Part 1: Optimizing China Market Entry for Brands
03 Feb 2016|Added Value China
Over the last few decades with rising incomes and increased consumer spending, China has been the focus of many companies’ global expansion plans. However, despite the rapidly changing economic landscape many international companies have struggled to grow their business in China and a number of well-known brands have miserably failed to replicate their global success within the China market. Determining what is the right strategy for a brand in China is dependent on a number of factors and varies across different sectors. Breaking into the China market continues to be an immense challenge and having a well-thought out market entry strategy is critical to a companies’ long-term growth. Two of the most important factors to take into account are defining a smart brand strategy and choosing the right channels to play in.
According to Christophe Meuter from Kantar Retail, “For any brand that wants to be successful in China we strongly believe that channel strategy and route to market are the core elements which will enable you to land your brand in the right way. Firstly, a brand needs to decide where to play – which channels make sense for your business but also which provinces and cities. There are many opportunities across China from the north over to the far west. Only once you decide which region is right for your brand then you can determine how to win by defining the organisation and the supports and enablers that you need to put in place”
Conventional market research is at the core of many of the market entry strategies that brands are employing in China – not only does it provide strong foundations for long-term growth, but it also feeds into all areas of marketing from digital to mobile to communications. But is this enough to succeed in the increasingly competitive market of China where a brand’s competitive advantage is built not only on product, service, and brand attributes, but also its ability to adapt to an ever-changing landscape?
Implementing the right strategy, effectively localizing the offer and committing long term are all important steps to achieving that goal. Any company, small or large, can succeed in China as long as they have the ability to think differently and do their homework early on. Starbucks, for example, not only understands the value of its global brand but in China it has taken important steps over the years to localize its proposition whilst maintaining brand integrity.

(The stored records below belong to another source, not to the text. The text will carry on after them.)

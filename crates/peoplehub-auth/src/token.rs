//! Session token decoding.
//!
//! Tokens are three dot-separated segments whose middle segment is a
//! base64url JSON object carrying an `exp` claim (seconds since the epoch).
//! Only structure and expiry are checked here. There is no signature or
//! issuer validation: the backend re-validates the token on every API call,
//! including the profile lookup performed at session bootstrap.

use base64::alphabet;
use base64::engine::{DecodePaddingMode, GeneralPurpose, GeneralPurposeConfig};
use base64::Engine;
use chrono::Utc;
use serde_json::{Map, Value};

use crate::error::{AuthError, Result};

/// Base64url, accepting payloads with or without `=` padding.
const URL_SAFE_LENIENT: GeneralPurpose = GeneralPurpose::new(
    &alphabet::URL_SAFE,
    GeneralPurposeConfig::new().with_decode_padding_mode(DecodePaddingMode::Indifferent),
);

/// Standard alphabet fallback for issuers that emit `+` and `/`.
const STANDARD_LENIENT: GeneralPurpose = GeneralPurpose::new(
    &alphabet::STANDARD,
    GeneralPurposeConfig::new().with_decode_padding_mode(DecodePaddingMode::Indifferent),
);

/// Decode the `exp` claim from a token without verifying it.
///
/// # Errors
///
/// Returns `AuthError::MalformedToken` if the token does not have exactly
/// three segments, the payload is not base64 JSON object, or `exp` is missing
/// or not a number.
#[allow(clippy::cast_possible_truncation)]
pub fn decode_expiry(token: &str) -> Result<i64> {
    let segments: Vec<&str> = token.split('.').collect();
    if segments.len() != 3 {
        return Err(AuthError::MalformedToken(format!(
            "expected 3 segments, got {}",
            segments.len()
        )));
    }

    let payload = URL_SAFE_LENIENT
        .decode(segments[1])
        .or_else(|_| STANDARD_LENIENT.decode(segments[1]))
        .map_err(|e| AuthError::MalformedToken(format!("invalid base64: {e}")))?;

    let claims: Map<String, Value> = serde_json::from_slice(&payload)
        .map_err(|e| AuthError::MalformedToken(format!("invalid payload: {e}")))?;

    let exp = claims
        .get("exp")
        .ok_or_else(|| AuthError::MalformedToken("missing exp claim".to_string()))?;

    match exp {
        Value::Number(n) => n
            .as_i64()
            // Fractional or out-of-range values saturate.
            .or_else(|| n.as_f64().map(|f| f.floor() as i64))
            .ok_or_else(|| AuthError::MalformedToken("unusable exp claim".to_string())),
        _ => Err(AuthError::MalformedToken("exp claim is not a number".to_string())),
    }
}

/// Check a token's expiry against `now` (Unix seconds).
///
/// # Errors
///
/// Returns `AuthError::MalformedToken` if the token cannot be decoded, or
/// `AuthError::TokenExpired` if `exp <= now`.
pub fn check_expiry_at(token: &str, now: i64) -> Result<i64> {
    let exp = decode_expiry(token)?;
    if exp > now {
        Ok(exp)
    } else {
        Err(AuthError::TokenExpired)
    }
}

/// Returns `true` if the token decodes and expires strictly after `now`.
#[must_use]
pub fn is_valid_at(token: &str, now: i64) -> bool {
    check_expiry_at(token, now).is_ok()
}

/// Returns `true` if the token decodes and has not yet expired.
#[must_use]
pub fn is_valid(token: &str) -> bool {
    is_valid_at(token, now())
}

/// Current Unix time in seconds.
#[must_use]
pub fn now() -> i64 {
    Utc::now().timestamp()
}

#[cfg(test)]
mod tests {
    use super::*;
    use crate::test_support::unsigned_token;
    use jsonwebtoken::{encode, EncodingKey, Header};
    use serde_json::json;

    fn signed(exp: i64) -> String {
        encode(
            &Header::default(),
            &json!({ "sub": "1", "exp": exp }),
            &EncodingKey::from_secret(b"not-checked"),
        )
        .unwrap()
    }

    #[test]
    fn decodes_signed_jwt() {
        let token = signed(1_900_000_000);
        assert_eq!(decode_expiry(&token).unwrap(), 1_900_000_000);
    }

    #[test]
    fn expiry_boundaries() {
        let now = now();
        assert!(!is_valid(&signed(now - 1)));
        assert!(is_valid(&signed(now + 3600)));

        // exp == now is already expired.
        assert!(!is_valid_at(&signed(1000), 1000));
        assert!(is_valid_at(&signed(1001), 1000));
    }

    #[test]
    fn check_expiry_distinguishes_expired() {
        let err = check_expiry_at(&signed(10), 20).unwrap_err();
        assert!(matches!(err, AuthError::TokenExpired));

        let err = check_expiry_at("garbage", 20).unwrap_err();
        assert!(matches!(err, AuthError::MalformedToken(_)));
    }

    #[test]
    fn rejects_wrong_segment_count() {
        for token in ["", "abc", "a.b", "a.b.c.d", "...."] {
            assert!(
                matches!(decode_expiry(token), Err(AuthError::MalformedToken(_))),
                "{token:?} should be malformed"
            );
            assert!(!is_valid(token));
        }
    }

    #[test]
    fn rejects_bad_payloads() {
        let cases = [
            "h.!!!.s".to_string(),
            format!("h.{}.s", URL_SAFE_LENIENT.encode(b"not json")),
            format!("h.{}.s", URL_SAFE_LENIENT.encode(b"[1700000000]")),
            unsigned_token(&json!({ "sub": "1" })),
            unsigned_token(&json!({ "exp": "1900000000" })),
            unsigned_token(&json!({ "exp": null })),
            "h..s".to_string(),
        ];

        for token in &cases {
            assert!(
                matches!(decode_expiry(token), Err(AuthError::MalformedToken(_))),
                "{token:?} should be malformed"
            );
            assert!(!is_valid(token));
        }
    }

    #[test]
    fn accepts_padded_and_standard_alphabet() {
        let payload = br#"{"exp":1900000000,"name":"?>?"}"#;
        let padded = base64::engine::general_purpose::URL_SAFE.encode(payload);
        assert!(padded.ends_with('='));
        assert_eq!(decode_expiry(&format!("h.{padded}.s")).unwrap(), 1_900_000_000);

        let standard = base64::engine::general_purpose::STANDARD.encode(payload);
        assert_eq!(
            decode_expiry(&format!("h.{standard}.s")).unwrap(),
            1_900_000_000
        );
    }

    #[test]
    fn fractional_exp_floors() {
        let token = unsigned_token(&json!({ "exp": 1_900_000_000.75 }));
        assert_eq!(decode_expiry(&token).unwrap(), 1_900_000_000);
    }
}
//! Gateway application state.

use std::sync::Arc;

use axum_extra::extract::CookieJar;

use peoplehub_auth::{
    ApiClient, AuthSession, CredentialStore, PublicPaths, RequestCookies, RouteGuard,
};

use crate::config::GatewayConfig;

/// A session bound to the cookies of one request.
pub type RequestSession = AuthSession<ApiClient, RequestCookies>;

/// Shared application state for the gateway.
#[derive(Clone)]
pub struct GatewayState {
    /// Backend API client, without credentials.
    pub api: ApiClient,
    /// Route guard shared by the edge middleware and the page handlers.
    pub guard: RouteGuard,
    /// Gateway configuration.
    pub config: GatewayConfig,
}

impl GatewayState {
    /// Create the gateway state from configuration.
    #[must_use]
    pub fn new(config: GatewayConfig) -> Self {
        let api = ApiClient::new(config.auth.clone());
        let guard = RouteGuard::new(
            PublicPaths::new(&config.public_paths),
            config.login_path.clone(),
        );
        Self { api, guard, config }
    }

    /// Open a session over the cookies of the current request.
    ///
    /// Returns the session and an API client that authenticates with its token.
    #[must_use]
    pub fn session_for(&self, jar: &CookieJar) -> (RequestSession, ApiClient) {
        let cookies = RequestCookies::new(
            jar.iter()
                .map(|c| (c.name().to_owned(), c.value().to_owned())),
        );
        let store = Arc::new(CredentialStore::new(cookies));
        let api = self.api.with_credentials(store.clone());
        let session = AuthSession::new(Arc::new(api.clone()), store)
            .with_login_path(self.guard.login_path());
        (session, api)
    }
}
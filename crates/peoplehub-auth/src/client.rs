//! Backend REST client.
//!
//! [`ApiClient`] talks to the external backend: credential exchange, the
//! profile lookup used at session bootstrap, and the people resource. When
//! bound to a [`TokenSource`] it attaches the current session token as a
//! bearer credential to every request.

use std::sync::Arc;
use std::time::Duration;

use async_trait::async_trait;
use reqwest::{Method, RequestBuilder, Response, StatusCode};
use serde::de::DeserializeOwned;
use serde::{Deserialize, Serialize};

use peoplehub_core::{
    CoreError, ErrorEvent, HealthStatus, PeoplePage, Person, PersonForm, UserProfile,
};

use crate::error::{AuthError, Result};
use crate::store::TokenSource;
use crate::AuthConfig;

/// Request payload for email/password login.
#[derive(Debug, Clone, Serialize)]
pub struct LoginRequest {
    /// User's email address.
    pub email: String,
    /// User's password.
    pub password: String,
}

/// Response from a successful login.
#[derive(Debug, Clone, Deserialize)]
#[serde(rename_all = "camelCase")]
pub struct LoginResponse {
    /// Bearer token for subsequent requests.
    pub access_token: String,
    /// The user's profile, when the backend includes it.
    #[serde(default)]
    pub user: Option<UserProfile>,
}

/// Error body returned by the backend.
#[derive(Debug, Deserialize)]
struct ApiErrorBody {
    message: Option<String>,
}

/// The backend operations the session state machine depends on.
#[async_trait]
pub trait AuthBackend: Send + Sync {
    /// Exchange credentials for a session token.
    ///
    /// # Errors
    ///
    /// Returns `LoginFailed` if the credentials are rejected, or a transport error.
    async fn login(&self, req: &LoginRequest) -> Result<LoginResponse>;

    /// Fetch the profile of the user owning `token`.
    ///
    /// # Errors
    ///
    /// Returns `ProfileFetchFailed` if the backend is unreachable, rejects the
    /// token, or returns an unreadable body.
    async fn fetch_profile(&self, token: &str) -> Result<UserProfile>;
}

/// HTTP client for the backend API.
#[derive(Clone)]
pub struct ApiClient {
    config: Arc<AuthConfig>,
    client: reqwest::Client,
    tokens: Option<Arc<dyn TokenSource>>,
}

impl ApiClient {
    /// Create a new client with the given configuration.
    ///
    /// # Panics
    ///
    /// Panics if the HTTP client cannot be created (should never happen with default TLS).
    #[must_use]
    pub fn new(config: AuthConfig) -> Self {
        let client = reqwest::Client::builder()
            .timeout(Duration::from_secs(config.request_timeout_seconds))
            .build()
            .expect("failed to create HTTP client");

        Self {
            config: Arc::new(config),
            client,
            tokens: None,
        }
    }

    /// A copy of this client that authenticates with the token from `tokens`.
    ///
    /// The token is read on every request, so later `set_token`/`clear_token`
    /// calls on the store take effect immediately.
    #[must_use]
    pub fn with_credentials(&self, tokens: Arc<dyn TokenSource>) -> Self {
        Self {
            config: Arc::clone(&self.config),
            client: self.client.clone(),
            tokens: Some(tokens),
        }
    }

    /// The client's configuration.
    #[must_use]
    pub fn config(&self) -> &AuthConfig {
        &self.config
    }

    fn request(&self, method: Method, url: &str) -> RequestBuilder {
        let builder = self.client.request(method, url);
        match self.tokens.as_ref().and_then(|t| t.token()) {
            Some(token) => builder.bearer_auth(token),
            None => builder,
        }
    }

    async fn send(builder: RequestBuilder) -> Result<Response> {
        builder
            .send()
            .await
            .map_err(|e| AuthError::Http(e.to_string()))
    }

    /// Map a response to `T`, or to the matching error for a non-success status.
    async fn read_json<T: DeserializeOwned>(response: Response) -> Result<T> {
        let status = response.status();
        if status.is_success() {
            return response
                .json()
                .await
                .map_err(|e| AuthError::InvalidResponse(e.to_string()));
        }
        Err(Self::error_for(response).await)
    }

    async fn error_for(response: Response) -> AuthError {
        let status = response.status();
        if status == StatusCode::UNAUTHORIZED {
            return AuthError::Unauthorized;
        }
        let message = response
            .json::<ApiErrorBody>()
            .await
            .ok()
            .and_then(|body| body.message)
            .unwrap_or_else(|| "An error occurred".to_string());
        AuthError::Api {
            status: status.as_u16(),
            message,
        }
    }

    /// URL of one person, with `id` percent-encoded as a single path segment.
    fn person_url(&self, id: &str) -> Result<String> {
        let base = self.config.people_url();
        let mut url = url::Url::parse(&base)
            .map_err(|e| AuthError::Http(format!("invalid people URL {base}: {e}")))?;
        url.path_segments_mut()
            .map_err(|()| AuthError::Http(format!("people URL {base} cannot take a path")))?
            .pop_if_empty()
            .push(id);
        Ok(url.into())
    }

    // =========================================================================
    // People
    // =========================================================================

    /// List people, optionally filtered by a search query.
    ///
    /// # Errors
    ///
    /// Returns `Unauthorized` if the session token is rejected, or an API or
    /// transport error.
    pub async fn list_people(&self, query: Option<&str>) -> Result<Vec<Person>> {
        let mut builder = self.request(Method::GET, &self.config.people_url());
        if let Some(q) = query.filter(|q| !q.is_empty()) {
            builder = builder.query(&[("q", q)]);
        }

        let page: PeoplePage = Self::read_json(Self::send(builder).await?).await?;
        tracing::debug!(count = page.items.len(), "Listed people");
        Ok(page.items)
    }

    /// Fetch a single person.
    ///
    /// # Errors
    ///
    /// Returns `Core(PersonNotFound)` for an unknown ID, or an API or transport error.
    pub async fn get_person(&self, id: &str) -> Result<Person> {
        let response = Self::send(self.request(Method::GET, &self.person_url(id)?)).await?;
        if response.status() == StatusCode::NOT_FOUND {
            return Err(CoreError::PersonNotFound(id.to_string()).into());
        }
        Self::read_json(response).await
    }

    /// Create a person.
    ///
    /// # Errors
    ///
    /// Returns `Validation` if the form is invalid, or an API or transport error.
    pub async fn create_person(&self, form: &PersonForm) -> Result<Person> {
        peoplehub_core::validation::validate_person_form(form)?;
        let builder = self
            .request(Method::POST, &self.config.people_url())
            .json(form);
        Self::read_json(Self::send(builder).await?).await
    }

    /// Update a person.
    ///
    /// # Errors
    ///
    /// Returns `Validation` if the form is invalid, `Core(PersonNotFound)` for
    /// an unknown ID, or an API or transport error.
    pub async fn update_person(&self, id: &str, form: &PersonForm) -> Result<Person> {
        peoplehub_core::validation::validate_person_form(form)?;
        let builder = self
            .request(Method::PATCH, &self.person_url(id)?)
            .json(form);
        let response = Self::send(builder).await?;
        if response.status() == StatusCode::NOT_FOUND {
            return Err(CoreError::PersonNotFound(id.to_string()).into());
        }
        Self::read_json(response).await
    }

    /// Delete a person.
    ///
    /// # Errors
    ///
    /// Returns `Core(PersonNotFound)` for an unknown ID, or an API or transport error.
    pub async fn delete_person(&self, id: &str) -> Result<()> {
        let response = Self::send(self.request(Method::DELETE, &self.person_url(id)?)).await?;
        match response.status() {
            StatusCode::NOT_FOUND => Err(CoreError::PersonNotFound(id.to_string()).into()),
            s if s.is_success() => Ok(()),
            _ => Err(Self::error_for(response).await),
        }
    }

    // =========================================================================
    // Monitoring
    // =========================================================================

    /// Fetch the error events captured by the backend.
    ///
    /// A body that is not a JSON array is read as "no events".
    ///
    /// # Errors
    ///
    /// Returns `Unauthorized` if the session token is rejected, or an API or
    /// transport error.
    pub async fn list_events(&self) -> Result<Vec<ErrorEvent>> {
        let builder = self.request(Method::GET, &self.config.events_url());
        let body: serde_json::Value = Self::read_json(Self::send(builder).await?).await?;
        if !body.is_array() {
            tracing::debug!("Event feed is not a list, showing none");
            return Ok(Vec::new());
        }

        let events: Vec<ErrorEvent> = serde_json::from_value(body)
            .map_err(|e| AuthError::InvalidResponse(e.to_string()))?;
        tracing::debug!(count = events.len(), "Listed error events");
        Ok(events)
    }

    /// Fetch the backend's health report.
    ///
    /// A degraded backend may answer with an error status and a report; the
    /// report is returned either way.
    ///
    /// # Errors
    ///
    /// Returns `Unauthorized` if the session token is rejected, `Api` for an
    /// error status without a report, or a transport error.
    pub async fn backend_health(&self) -> Result<HealthStatus> {
        let response = Self::send(self.request(Method::GET, &self.config.health_url())).await?;
        let status = response.status();
        if status == StatusCode::UNAUTHORIZED {
            return Err(AuthError::Unauthorized);
        }

        let bytes = response
            .bytes()
            .await
            .map_err(|e| AuthError::Http(e.to_string()))?;
        match serde_json::from_slice::<HealthStatus>(&bytes) {
            Ok(health) => Ok(health),
            Err(e) if status.is_success() => Err(AuthError::InvalidResponse(e.to_string())),
            Err(_) => Err(AuthError::Api {
                status: status.as_u16(),
                message: "An error occurred".to_string(),
            }),
        }
    }
}

#[async_trait]
impl AuthBackend for ApiClient {
    async fn login(&self, req: &LoginRequest) -> Result<LoginResponse> {
        let url = self.config.login_url();
        let response = Self::send(self.client.post(&url).json(req)).await?;

        let status = response.status();
        if status.is_success() {
            return response
                .json()
                .await
                .map_err(|e| AuthError::InvalidResponse(e.to_string()));
        }

        match Self::error_for(response).await {
            AuthError::Unauthorized => Err(AuthError::LoginFailed(
                "Invalid credentials. Please try again.".to_string(),
            )),
            AuthError::Api { status, message } if (400..500).contains(&status) => {
                Err(AuthError::LoginFailed(message))
            }
            other => Err(other),
        }
    }

    async fn fetch_profile(&self, token: &str) -> Result<UserProfile> {
        let url = self.config.profile_url();
        let response = self
            .client
            .get(&url)
            .bearer_auth(token)
            .send()
            .await
            .map_err(|e| AuthError::ProfileFetchFailed(format!("request failed: {e}")))?;

        let status = response.status();
        if !status.is_success() {
            return Err(AuthError::ProfileFetchFailed(format!("HTTP {status}")));
        }

        response
            .json()
            .await
            .map_err(|e| AuthError::ProfileFetchFailed(format!("invalid profile: {e}")))
    }
}

/// A scripted backend for testing.
///
/// Accepts any credentials when `access_token` is set, and answers every
/// profile lookup with `profile` (or a rejection when `None`).
#[cfg(any(test, feature = "test-utils"))]
#[derive(Debug, Default)]
pub struct MockAuthBackend {
    /// Profile returned by `fetch_profile`; `None` rejects the token.
    pub profile: Option<UserProfile>,
    /// Token returned by `login`; `None` rejects the credentials.
    pub access_token: Option<String>,
    /// Whether `login` includes the profile in its response.
    pub login_returns_user: bool,
    profile_calls: std::sync::atomic::AtomicUsize,
}

#[cfg(any(test, feature = "test-utils"))]
impl MockAuthBackend {
    /// A backend that accepts every token and answers with `profile`.
    #[must_use]
    pub fn accepting(profile: UserProfile) -> Self {
        Self {
            profile: Some(profile),
            ..Self::default()
        }
    }

    /// A backend that rejects every token.
    #[must_use]
    pub fn rejecting() -> Self {
        Self::default()
    }

    /// Accept any credentials, issuing `token`; include the profile in the
    /// login response when `include_user` is set.
    #[must_use]
    pub fn with_login(mut self, token: impl Into<String>, include_user: bool) -> Self {
        self.access_token = Some(token.into());
        self.login_returns_user = include_user;
        self
    }

    /// Number of profile lookups made so far.
    #[must_use]
    pub fn profile_calls(&self) -> usize {
        self.profile_calls
            .load(std::sync::atomic::Ordering::SeqCst)
    }
}

#[cfg(any(test, feature = "test-utils"))]
#[async_trait]
impl AuthBackend for MockAuthBackend {
    async fn login(&self, _req: &LoginRequest) -> Result<LoginResponse> {
        let access_token = self
            .access_token
            .clone()
            .ok_or_else(|| AuthError::LoginFailed("invalid credentials".to_string()))?;
        let user = if self.login_returns_user {
            self.profile.clone()
        } else {
            None
        };
        Ok(LoginResponse { access_token, user })
    }

    async fn fetch_profile(&self, _token: &str) -> Result<UserProfile> {
        self.profile_calls
            .fetch_add(1, std::sync::atomic::Ordering::SeqCst);
        self.profile
            .clone()
            .ok_or_else(|| AuthError::ProfileFetchFailed("HTTP 401 Unauthorized".to_string()))
    }
}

For a Western brand to maintain its perception as a premium brand in the minds of Chinese consumers it needs to have a smart approach from day one. This should not only be built on traditional in-depth market research and strong category understanding but should also derive from a more holistic strategy that combines three key pillars: category, culture and consumers – the 3C’s to coin a phrase.
Written by Panos Dimitropoulos, Account Director of Cultural Insight, and Sam Woollard, Client Development Director, with support from the Added Value China team, Kantar Retail and the China Britain Business Council.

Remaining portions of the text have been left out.